Resumen de Novel antimicrobial peptides for therapeutic applications: design, synthesis, characterization, and evaluation of their biological and biophysical activity

Maria del Rosario Segovia Laserna

• After decades of exorbitant antibiotic misuse and overuse in human medicine, agriculture and livestock industry, multidrug resistant bacteria (MDR) have become a major medical concern. In this regard, the design of new, safe, and effective antimicrobials, particularly against Gram-negative bacteria is an urgent need.

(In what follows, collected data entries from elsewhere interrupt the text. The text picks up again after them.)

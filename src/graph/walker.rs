//! The concurrent graph executor's shared environment.
//!
//! A [`GraphWalker`] holds everything one walk's nodes share: the active
//! state views behind their synchronized wrappers, the changes
//! accumulator, the instance expander, move results, variable values, the
//! cooperative stop signal, and the per-module evaluation context cache.
//! It is allocated fresh for every walk and owned by that walk alone;
//! nothing in it survives the call except values explicitly copied into
//! the returned plan or scope.

use parking_lot::Mutex;
use rustc_hash::FxHashMap;
use std::fmt;
use tokio::sync::watch;

use crate::addrs::{ModuleInstance, UniqueKey};
use crate::diagnostics::{Diagnostic, Diagnostics};
use crate::eval::EvalContext;
use crate::instances::InstanceExpander;
use crate::plan::SyncChanges;
use crate::provider::Components;
use crate::refactoring::MoveResult;
use crate::state::SyncState;
use crate::vars::InputValues;

/// The kinds of graph walk the engine performs. `Plan`, `PlanDestroy`,
/// `Validate`, and `Eval` are driven by the context entry points; `Apply`
/// exists for walks that execute a previously created plan.
#[derive(Clone, Copy, Debug, PartialEq, Eq)]
pub enum WalkOperation {
    Validate,
    Plan,
    PlanDestroy,
    Eval,
    Apply,
}

impl fmt::Display for WalkOperation {
    fn fmt(&self, f: &mut fmt::Formatter<'_>) -> fmt::Result {
        match self {
            WalkOperation::Validate => write!(f, "validate"),
            WalkOperation::Plan => write!(f, "plan"),
            WalkOperation::PlanDestroy => write!(f, "plan-destroy"),
            WalkOperation::Eval => write!(f, "eval"),
            WalkOperation::Apply => write!(f, "apply"),
        }
    }
}

/// Shared execution environment for one graph walk.
pub struct GraphWalker {
    pub operation: WalkOperation,
    /// Working state: how things would look after applying, including
    /// placeholders for pending creates.
    pub state: SyncState,
    /// Refresh state: becomes the plan's prior state. Present only for
    /// validate and plan walks.
    pub refresh_state: Option<SyncState>,
    /// Previous-run state: never mutated by node execution after the
    /// pre-walk move rewrite. Present only for validate and plan walks.
    pub prev_run_state: Option<SyncState>,
    pub changes: SyncChanges,
    pub expander: InstanceExpander,
    pub move_results: FxHashMap<UniqueKey, MoveResult>,
    pub root_variable_values: InputValues,
    pub components: Components,
    stop: watch::Receiver<bool>,
    non_fatal: Mutex<Diagnostics>,
    eval_contexts: Mutex<FxHashMap<ModuleInstance, EvalContext>>,
}

impl GraphWalker {
    #[allow(clippy::too_many_arguments)]
    pub(crate) fn new(
        operation: WalkOperation,
        state: SyncState,
        refresh_state: Option<SyncState>,
        prev_run_state: Option<SyncState>,
        changes: SyncChanges,
        move_results: FxHashMap<UniqueKey, MoveResult>,
        root_variable_values: InputValues,
        components: Components,
        stop: watch::Receiver<bool>,
    ) -> Self {
        Self {
            operation,
            state,
            refresh_state,
            prev_run_state,
            changes,
            expander: InstanceExpander::new(),
            move_results,
            root_variable_values,
            components,
            stop,
            non_fatal: Mutex::new(Diagnostics::new()),
            eval_contexts: Mutex::new(FxHashMap::default()),
        }
    }

    /// Whether the caller has requested a cooperative stop. Nodes check
    /// this before starting external calls; the framework never kills
    /// node execution outright.
    #[must_use]
    pub fn stop_requested(&self) -> bool {
        *self.stop.borrow()
    }

    /// The refresh state view. Only plan-shaped walks carry one; asking
    /// outside such a walk is a programmer error.
    #[must_use]
    pub fn refresh_view(&self) -> SyncState {
        self.refresh_state
            .clone()
            .expect("refresh state is only available during validate and plan walks")
    }

    /// Record a non-fatal diagnostic observed during node execution.
    pub fn push_non_fatal(&self, diag: Diagnostic) {
        self.non_fatal.lock().append(diag);
    }

    /// Drain the non-fatal diagnostics accumulated so far.
    #[must_use]
    pub fn take_non_fatal(&self) -> Diagnostics {
        std::mem::take(&mut *self.non_fatal.lock())
    }

    /// The evaluation context for one module instance path, created on
    /// first use and cached for the life of this walk.
    #[must_use]
    pub fn enter_path(&self, module: ModuleInstance) -> EvalContext {
        let mut contexts = self.eval_contexts.lock();
        contexts
            .entry(module.clone())
            .or_insert_with(|| {
                let variables = if module.is_root() {
                    self.root_variable_values.clone()
                } else {
                    InputValues::default()
                };
                EvalContext::new(module, self.state.clone(), variables)
            })
            .clone()
    }

    /// Close the refresh state into an immutable snapshot. Must only be
    /// called after node execution has quiesced.
    #[must_use]
    pub fn close_refresh_state(&self) -> crate::state::State {
        self.refresh_view().close()
    }

    /// Close the previous-run state into an immutable snapshot. Must only
    /// be called after node execution has quiesced.
    #[must_use]
    pub fn close_prev_run_state(&self) -> crate::state::State {
        self.prev_run_state
            .clone()
            .expect("previous-run state is only available during validate and plan walks")
            .close()
    }
}

#[cfg(test)]
mod tests {
    use super::*;
    use crate::plan::Changes;
    use crate::state::State;

    fn walker(operation: WalkOperation) -> GraphWalker {
        let (_tx, rx) = watch::channel(false);
        GraphWalker::new(
            operation,
            State::new().sync_wrapper(),
            Some(State::new().sync_wrapper()),
            Some(State::new().sync_wrapper()),
            Changes::new().sync_wrapper(),
            FxHashMap::default(),
            InputValues::default(),
            Components::new(),
            rx,
        )
    }

    #[test]
    fn enter_path_caches_per_module() {
        let walker = walker(WalkOperation::Eval);
        let a = walker.enter_path(ModuleInstance::root());
        a.set_output("x", serde_json::json!(1));

        // Second entry returns the cached context with the output intact.
        let b = walker.enter_path(ModuleInstance::root());
        assert_eq!(
            b.evaluation_scope().resolve("output.x"),
            Some(serde_json::json!(1))
        );
    }

    #[test]
    fn non_fatal_diagnostics_drain_once() {
        let walker = walker(WalkOperation::Plan);
        walker.push_non_fatal(Diagnostic::warning("w", ""));
        assert_eq!(walker.take_non_fatal().len(), 1);
        assert!(walker.take_non_fatal().is_empty());
    }

    #[test]
    fn stop_signal_is_observable() {
        let (tx, rx) = watch::channel(false);
        let walker = GraphWalker::new(
            WalkOperation::Plan,
            State::new().sync_wrapper(),
            None,
            None,
            Changes::new().sync_wrapper(),
            FxHashMap::default(),
            InputValues::default(),
            Components::new(),
            rx,
        );
        assert!(!walker.stop_requested());
        tx.send(true).unwrap();
        assert!(walker.stop_requested());
    }
}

  Polymyxins are antimicrobial lipopeptides, highly active and selective against Gram-negative bacteria which were discovered in 1947, but their use was abandoned in the 1970s due to nephro- and neurotoxicity issues. In the last decades, polymyxins have been rescued as last line therapy in hospitals due to the antibiotic crisis. In that regard, 31 new polymyxin-based compounds were designed, synthesized, and characterized during this work. Furthermore, their biological activity and mechanism of action were evaluated using diverse microbiological and biophysical assays. Finally, two compounds were selected as promising candidates for further development, they presented comparable in vitro and in vivo potency to that displayed by natural polymyxin and outstandingly low nephrotoxic effects in vivo.

  On the other hand, the ability to form pores on bacterial membranes of BP100 was studied. BP100 is an 11-residue antimicrobial peptide derived from the well-known cecropin A and melittin. By studying a series of BP100 analogues with different lengths ranging from 4 to 24 amino acids, it was possible to determine its potential mechanism of action, which consists in a dynamic carpet mechanism, where BP100 gets inserted dynamically into the membrane, perturbating the bilayer, increasing the membrane permeability and ultimately producing the cell death.